About Romania

Visiting Romania is as rewarding as it is challenging. The country's marvelous mountain scenery, its culture and people, the great diversity of wildlife, and a way of life that at times seems very little changed since the Middle Ages, leave few of the ones who visit it, unaffected. Romania is a great promise to adventure – encounters with gypsies, wild bears, communism traces and idyllic way of life make just a few of the country´s attractions.

Fast facts

Situated in South East Central Europe, Romania is one of the largest countries in Europe, with a population of almost 20 million inhabitants. The predominant religion is orthodox, but you will also find other communions: catholic, protestant, evangelic. 

The official language is the Romanian language. Romanians trace their ancestry back to the Romans and have a noticeable Latin character – warm, spontaneous, anarchic, and appreciative of style and life´s pleasures. 

The constitution sets in place a parliamentary system of government, elected every four years, with the prime minister at its head and the president head of the state. 

Since the 1st of January 2007 Romania is member of the European Union. Along with Romanians, the Hungarian, German and Serb communities, live together.

Closed to the public for more than 40 years due to the communist regime, Romania has finally revealed its genuine treasures, tourism being one of the fastest growing sectors of the Romanian economy, due to the richness of the country in mountain, coastal and health spa resorts.

As fascinating as the major cities are – such as Bucharest, Brasov, Cluj, Timisoara – Romania´s charm lies mostly in the remote, less visited regions. Almost any exploration of the villages of rural Romania will be rewarding; amazing and diverse sites, ranging from the log houses in the mountain areas, to the Delta villages built of reeds and the magnificent wooden churches of Maramures, with their Gothic steeples, not to mention Transylvania, with its Saxon fortified churches, all of which reflect a history of competing communities and faiths. 

For many visitors, the arrival point to Romania is Bucharest, the capital. From here, most of the people head to the north, towards Transylvania. The gateway to Transylvania is Brasov, whose medieval old town is a good introduction to the Saxon architecture of the region (the Black Church). The area of Transylvania reaches its peak in the fortified towns of Sibiu and Sighisoara, Romania´s most middle age like town and the birthplace of Vlad the Impaler, Romania´s most famous historical figure, also known as Vlad Tepes or, more familiarly, as Dracula.

Further north and west, the great Magyar cities of Targu Mures, Cluj and Oradea have retained a wealth of medieval churches and streets, as well as impressive Baroque and Secession edifices.
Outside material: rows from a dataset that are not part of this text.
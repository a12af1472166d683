use super::{char_arg, clamp_caret, count_arg, text_arg, with_count};
use crate::core::definition::{Argument, Definition, DefinitionTable, Needs};
use crate::core::error::{ActionError, ActionResult};
use crate::core::register::{RegisterMode, UNNAMED};
use crate::core::view::{ScrollPlacement, View};

/// Insert register content after (`p`) or before (`P`) the caret
fn put(view: &mut dyn View, arg: &Argument, after: bool) -> ActionResult {
    let Argument::Paste { text, mode } = arg else {
        return Ok(None);
    };
    if text.is_empty() {
        return Ok(None);
    }

    let caret = view.caret();
    let line = view.line_of(caret);
    match mode {
        RegisterMode::Line if after => {
            if line + 1 < view.line_count() {
                let pos = view.line_start(line + 1);
                view.replace_range(pos, pos, text);
            } else {
                let ending = view.line_ending().as_str();
                let body = text.strip_suffix(ending).unwrap_or(text);
                let pos = view.len_chars();
                view.replace_range(pos, pos, &format!("{}{}", ending, body));
            }
            let pos = view.first_non_blank(line + 1);
            view.set_selection(pos, pos);
        }
        RegisterMode::Line => {
            let pos = view.line_start(line);
            view.replace_range(pos, pos, text);
            let pos = view.first_non_blank(line);
            view.set_selection(pos, pos);
        }
        RegisterMode::Char => {
            let pos = if after && caret < view.line_end(line) {
                view.next_char(caret)
            } else {
                caret
            };
            view.replace_range(pos, pos, text);
            let end = pos + text.chars().count();
            // `p` rests on the last inserted character; `P` steps back in `after`
            let rest = if after { end - 1 } else { end };
            view.set_selection(rest, rest);
        }
    }
    Ok(None)
}

fn insert(view: &mut dyn View, arg: &Argument) -> ActionResult {
    view.insert_text(text_arg(arg));
    Ok(None)
}

/// Leaving insertion puts the caret back on the last inserted character
pub(crate) fn leave_insert(view: &mut dyn View, _: &Argument) -> ActionResult {
    let caret = view.caret();
    if caret > view.line_start(view.line_of(caret)) {
        let pos = view.prev_char(caret);
        view.goto(pos);
    }
    Ok(None)
}

fn open_line(view: &mut dyn View, arg: &Argument, below: bool) -> ActionResult {
    let line = view.current_line();
    let ending = view.line_ending().as_str();
    let pos = if below {
        let pos = view.line_end(line);
        view.replace_range(pos, pos, ending);
        pos + ending.chars().count()
    } else {
        let pos = view.line_start(line);
        view.replace_range(pos, pos, ending);
        pos
    };
    view.set_selection(pos, pos);
    insert(view, arg)
}

fn toggle_case(c: char) -> String {
    if c.is_uppercase() {
        c.to_lowercase().collect()
    } else {
        c.to_uppercase().collect()
    }
}

fn join_lines(view: &mut dyn View, joins: usize) {
    for _ in 0..joins {
        let line = view.current_line();
        if line + 1 >= view.line_count() {
            break;
        }
        let end = view.line_end(line);
        let next = line + 1;
        let text_start = view.first_non_blank(next);
        let separator = if view.is_blank_line(line)
            || text_start == view.line_end(next)
            || view.char_at(end.saturating_sub(1)) == Some(' ')
            || view.char_at(text_start) == Some(')')
        {
            ""
        } else {
            " "
        };
        view.replace_range(end, text_start, separator);
        view.set_selection(end, end);
    }
}

fn scroll(placement: ScrollPlacement) -> Definition {
    Definition::new("scroll").once().action(move |view, _| {
        let line = view.current_line();
        view.scroll_to(line, placement);
        Ok(None)
    })
}

pub fn register(commands: &mut DefinitionTable) {
    // Put
    for (keycode, after) in [("p", true), ("P", false)] {
        let mut definition = Definition::new(if after { "put after" } else { "put before" })
            .before(|cmd, view, registers| {
                let name = cmd.register.unwrap_or(UNNAMED);
                let (text, mode) = registers
                    .get(name)
                    .map(|reg| (reg.text(view.line_ending()), reg.mode()))
                    .unwrap_or_default();
                Ok(Argument::Paste { text, mode })
            })
            .action(move |view, arg| put(view, arg, after));
        if !after {
            definition = definition.after(|view, arg| {
                if matches!(arg, Argument::Paste { mode: RegisterMode::Char, text } if !text.is_empty()) {
                    let pos = view.prev_char(view.caret());
                    view.goto(pos);
                }
                Ok(None)
            });
        }
        commands.insert(keycode, definition);
    }

    // Insertion
    commands.insert(
        "i",
        Definition::new("insert before caret")
            .needs(Needs::Input)
            .action(insert)
            .after(leave_insert),
    );
    commands.insert(
        "a",
        Definition::new("append after caret")
            .needs(Needs::Input)
            .action(|view, _| {
                let caret = view.caret();
                if caret < view.line_end(view.line_of(caret)) {
                    let pos = view.next_char(caret);
                    view.set_selection(pos, pos);
                }
                Ok(None)
            })
            .action(insert)
            .after(leave_insert),
    );
    commands.insert(
        "I",
        Definition::new("insert at first non-blank")
            .needs(Needs::Input)
            .action(|view, _| {
                let pos = view.first_non_blank(view.current_line());
                view.set_selection(pos, pos);
                Ok(None)
            })
            .action(insert)
            .after(leave_insert),
    );
    commands.insert(
        "A",
        Definition::new("append at end of line")
            .needs(Needs::Input)
            .action(|view, _| {
                let pos = view.line_end(view.current_line());
                view.set_selection(pos, pos);
                Ok(None)
            })
            .action(insert)
            .after(leave_insert),
    );
    commands.insert(
        "o",
        Definition::new("open line below")
            .needs(Needs::Input)
            .action(|view, arg| open_line(view, arg, true))
            .after(leave_insert),
    );
    commands.insert(
        "O",
        Definition::new("open line above")
            .needs(Needs::Input)
            .action(|view, arg| open_line(view, arg, false))
            .after(leave_insert),
    );

    // Single-character edits
    commands.insert(
        "r",
        Definition::new("replace characters")
            .needs(Needs::Char)
            .before(|cmd, view, _| {
                let caret = view.caret();
                let remaining = view.line_end(view.line_of(caret)).saturating_sub(caret);
                if cmd.count() > remaining {
                    return Err(ActionError::TooFewCharacters);
                }
                Ok(cmd.argument.clone())
            })
            .action(|view, arg| {
                let c = char_arg(arg)?;
                let caret = view.caret();
                let next = view.next_char(caret);
                view.replace_range(caret, next, c.encode_utf8(&mut [0; 4]));
                view.set_selection(caret + 1, caret + 1);
                Ok(None)
            })
            .after(|view, _| {
                let pos = view.caret().saturating_sub(1);
                view.set_selection(pos, pos);
                Ok(None)
            }),
    );
    commands.insert(
        "~",
        Definition::new("toggle case")
            .action(|view, _| {
                let caret = view.caret();
                if caret >= view.line_end(view.line_of(caret)) {
                    return Ok(None);
                }
                let next = view.next_char(caret);
                let toggled: String = view.text_range(caret, next).chars().map(toggle_case).collect();
                view.replace_range(caret, next, &toggled);
                let pos = caret + toggled.chars().count();
                view.set_selection(pos, pos);
                Ok(None)
            })
            .after(|view, _| {
                clamp_caret(view);
                Ok(None)
            }),
    );
    commands.insert(
        "J",
        with_count(Definition::new("join lines")).action(|view, arg| {
            let joins = count_arg(arg).unwrap_or(2).saturating_sub(1).max(1);
            join_lines(view, joins);
            Ok(None)
        }),
    );

    // History
    commands.insert(
        "u",
        Definition::new("undo").action(|view, _| {
            if view.undo() {
                Ok(None)
            } else {
                Err(ActionError::Failed("Already at oldest change".into()))
            }
        }),
    );
    commands.insert(
        "C-r",
        Definition::new("redo").action(|view, _| {
            if view.redo() {
                Ok(None)
            } else {
                Err(ActionError::Failed("Already at newest change".into()))
            }
        }),
    );

    // Marks and scrolling
    commands.insert(
        "m",
        Definition::new("set mark")
            .needs(Needs::Char)
            .once()
            .action(|view, arg| {
                let name = char_arg(arg)?;
                let caret = view.caret();
                view.set_mark(name, caret);
                Ok(None)
            }),
    );

    let mut z_prefixed = DefinitionTable::new();
    z_prefixed.insert("z", scroll(ScrollPlacement::Center));
    z_prefixed.insert("t", scroll(ScrollPlacement::Top));
    z_prefixed.insert("b", scroll(ScrollPlacement::Bottom));
    commands.insert(
        "z",
        Definition::new("z prefix")
            .needs(Needs::Char)
            .nested(z_prefixed),
    );
}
To the southwest of the country, near the border with Serbia, is Timisoara, source of the 1989 Revolution and a fine place to spend a few days. 

The best of Romania, nevertheless, is its countryside, and in particular the wonderful mountain scenery. The wild Carpathians, which form the frontier between Transylvania, Moldavia and Wallachia, shelter bears, stags, chamois and eagles. The Bucegi, Retezat, Fagaras and the Padis plateau offer some of the most quiet and spectacular hiking opportunities in Europe. 

On the other side, the Danube Delta is a place set apart from the rest of the country, where life has hardly changed for centuries and where boats are the only way to reach many of the settlements. During spring and autumn, thousands of species of birds from all over the world travel through this area in their great migration, or come to breed.

Last but not least, the northern region of Maramures, bordering the Ukraine, retains an almost medieval-like feel, with its villages renowned for their fabulous wooden churches. Close by, the hills of Bucovina are rolling, with its Painted Monasteries, an UNESCO heritage site, whose specimens of religious art are amongst some of the most outstanding in Europe.